I washed the fine reside with hcl a few times to get rid of any green color and washed with water. 
I decided I want a decent button so I added a bit of gold powder that took to long to settle from dip chips, and some other clean black powder from cementing a gold solution last year. 
I added those three together and washed with hcl twice and did not notice any color change so I water washed it with water, added HCL and started to add new all purpose bleach. I believe I used around 100ml in total squirting it in and stirring with a pipette
I was surprised by the bright red color. I tested with stannous and it was a yellow orange color. I let it sit over night with my other beaker of 1030 grams of 2 sided ram chips that I also used bleach to dissolve. It turned a nice deep yellow. 
The next day I figured (after searching the forum for what might be the red color) to drop the gold out of the solution with smb since the chlorine would of left the solution. And deal with the pgms if there are any later. But I noticed a bit of gold at the bottom of the flask so I decanted it, added a bit of hcl and bleach to dissolve the bit of gold. Then added the two together, filtered, waited 15 min. Then added two tea spoons of smb to a small amount of water and added it to the solution and it turned a golden color. Nothing dropped. 

I've been looking this up for a while now as I suspect that my problems dropping are due to ph but I can't find ph test strips or just to lazy to drive around.. Either too much water or too much hcl is what I've concluded. 

So My other solution of chips also didn't drop anything. With that one i added double the amount of hcl before adding smb thinking maybe it needs to be more acidic. 
It turned almost clear after adding the smb. Nothing dropped but a grain or two.

So now the orange solution was heated up and is sitting uncovered to possibly evaporate the leftover chlorine (if that's the problem) 
And the other solution was heated up and is left alone to possibly drop the gold over the next few hours. 

When I first started out using hcl and bleach, dropping with SMB worked like a charm. I got nice fast light brown drops. Now it's like everytime I try it is always a huge struggle. Either not dropping or dropping very fine useless powders that take forever to settle. 

Could anyone point out what I might be doing wrong?
It should be extremely simple with the same results everytime if I add the right amount of hcl and let the chlorine evaporate off.

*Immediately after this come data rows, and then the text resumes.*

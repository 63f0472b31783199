//! Synthetic view events.
//!
//! Every row is a "user watched film X up to second Y" progress event. The
//! generator is seeded so that every backend in a run is fed the exact same
//! data, and film/user identifiers come from bounded pools so aggregate reads
//! have something to rank.

use chrono::{DateTime, Duration as ChronoDuration, Utc};
use rand::prelude::*;
use rand_chacha::ChaCha8Rng;
use serde::{Deserialize, Serialize};
use uuid::{Builder, Uuid};

const DEFAULT_FILMS: usize = 1_000;
const DEFAULT_USERS: usize = 10_000;
/// Longest film, in seconds.
const MAX_TIMECODE: u32 = 4 * 60 * 60;
/// Events are spread over the year that starts here (2024-01-01T00:00:00Z).
const EPOCH_BASE: i64 = 1_704_067_200;

/// One unit of workload: a film view progress event.
#[derive(Debug, Clone, PartialEq, Eq, Serialize, Deserialize)]
pub struct ViewEvent {
    pub film_id: Uuid,
    pub user_id: Uuid,
    /// Position in the film, in seconds.
    pub timecode: u32,
    pub viewed_at: DateTime<Utc>,
}

/// Deterministic source of [`ViewEvent`]s.
pub struct ViewGenerator {
    rng: ChaCha8Rng,
    films: usize,
    users: usize,
}

impl ViewGenerator {
    pub fn new(seed: u64) -> Self {
        Self::with_pools(seed, DEFAULT_FILMS, DEFAULT_USERS)
    }

    /// Pool sizes are clamped to at least one id each.
    pub fn with_pools(seed: u64, films: usize, users: usize) -> Self {
        Self {
            rng: ChaCha8Rng::seed_from_u64(seed),
            films: films.max(1),
            users: users.max(1),
        }
    }

    /// Returns a fresh, finite, lazily evaluated sequence of `count` rows.
    ///
    /// Each call advances the generator, so two calls never yield the same
    /// sequence.
    pub fn generate(&mut self, count: usize) -> Rows {
        Rows {
            rng: ChaCha8Rng::seed_from_u64(self.rng.r#gen()),
            remaining: count,
            films: self.films,
            users: self.users,
        }
    }
}

/// Iterator returned by [`ViewGenerator::generate`].
pub struct Rows {
    rng: ChaCha8Rng,
    remaining: usize,
    films: usize,
    users: usize,
}

impl Iterator for Rows {
    type Item = ViewEvent;

    fn next(&mut self) -> Option<ViewEvent> {
        if self.remaining == 0 {
            return None;
        }
        self.remaining -= 1;

        let film = self.rng.gen_range(0..self.films) as u64;
        let user = self.rng.gen_range(0..self.users) as u64;
        let offset = self.rng.gen_range(0..86_400 * 365);
        Some(ViewEvent {
            film_id: pool_id(b'f', film),
            user_id: pool_id(b'u', user),
            timecode: self.rng.gen_range(0..MAX_TIMECODE),
            viewed_at: DateTime::<Utc>::UNIX_EPOCH + ChronoDuration::seconds(EPOCH_BASE + offset),
        })
    }

    fn size_hint(&self) -> (usize, Option<usize>) {
        (self.remaining, Some(self.remaining))
    }
}

impl ExactSizeIterator for Rows {}

/// Stable v4-shaped id for the n-th member of a pool.
fn pool_id(kind: u8, index: u64) -> Uuid {
    let mut bytes = [0u8; 16];
    bytes[0] = kind;
    bytes[8..].copy_from_slice(&index.to_be_bytes());
    Builder::from_random_bytes(bytes).into_uuid()
}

Right? 

Thanks guys!


----------



## FrugalRefiner (Jul 3, 2020)

What is the source of your SMB, and is it fresh or what you had left from last year?

Dave


----------



## PARKER113 (Jul 3, 2020)

Hey there Dave! 
It's a new solution. I used fresh HCL, 3 smal chucks of new solder wire and 1/4 of a gram of TIN II stannous chloride. I didn't heat it up.


----------



## FrugalRefiner (Jul 3, 2020)

Not the source of your stannous, but the source of your SMB; the stuff you're using to try to drop your gold.

Dave


----------



## PARKER113 (Jul 3, 2020)

Oh ha, sorry Dave. I bought the SMB in 2018 pure sodium metabisolphate. I bought 4 sealed bags then. I tried this year with the old one. And it didn't work the best so i opened a new bag. As i read on the forum that it can get old and lumpy. And the old stuff was a bit lumpy although it powdered up nicely. 
The new package was less lumpy, but still not all completely granulated. But easily broken up.


----------



## PARKER113 (Jul 3, 2020)

I should also add after problems dropping with my first batch ( Dip chips large and small 645 g ) this year I researched on here for a few days and realized the SMB may be bad. I tested the old stuff on fresh HCL and it sizzles and bubbles when dropped in. But I decided to get the new bag opened anyways.


----------



## FrugalRefiner (Jul 3, 2020)

I could easily be wrong, as there can be so many variables, but I would try some fresh SMB.

Dave


----------



## PARKER113 (Jul 3, 2020)

Ok, I will get some new smb and try to drop it again. 
Thanks for the advice Dave!


----------



## goldenchild (Jul 3, 2020)

From my experience old smb shouldn't be a problem. I've on many occasions used ancient SMB to drop gold. As long as it can produce sulfur it should work. If it's old you may just have to use more than usual. When you used the SMB did it produce a pungent nose punching smell? If so the SMB is fine.


----------



## PARKER113 (Jul 3, 2020)

Honestly I don't recall a smell as I usually wear a respirator. I can take a small waft next time I add some of the older stuff and see. Neither solutions fizzed when I added a small amount of dry SMB which gets me wondering if it's acidic enough. But since I doubled the HCL in the one batch and didn't drop or fizz that idea seems shot down.


----------



## PARKER113 (Jul 3, 2020)

So I retested the solutions with stannous after giving it about 5 hours. Some gold has dropped. But the tests still show a positive for I believe gold in the clear solution and PGMS and/gold in the once red but now yellow solution. 
After adding a bit more dry SMB I didn't get any major sulfur smell. I will get more SMB tomorrow.


----------



## Shark (Jul 3, 2020)

Did you use heat while doing the AR step? If yes, how much?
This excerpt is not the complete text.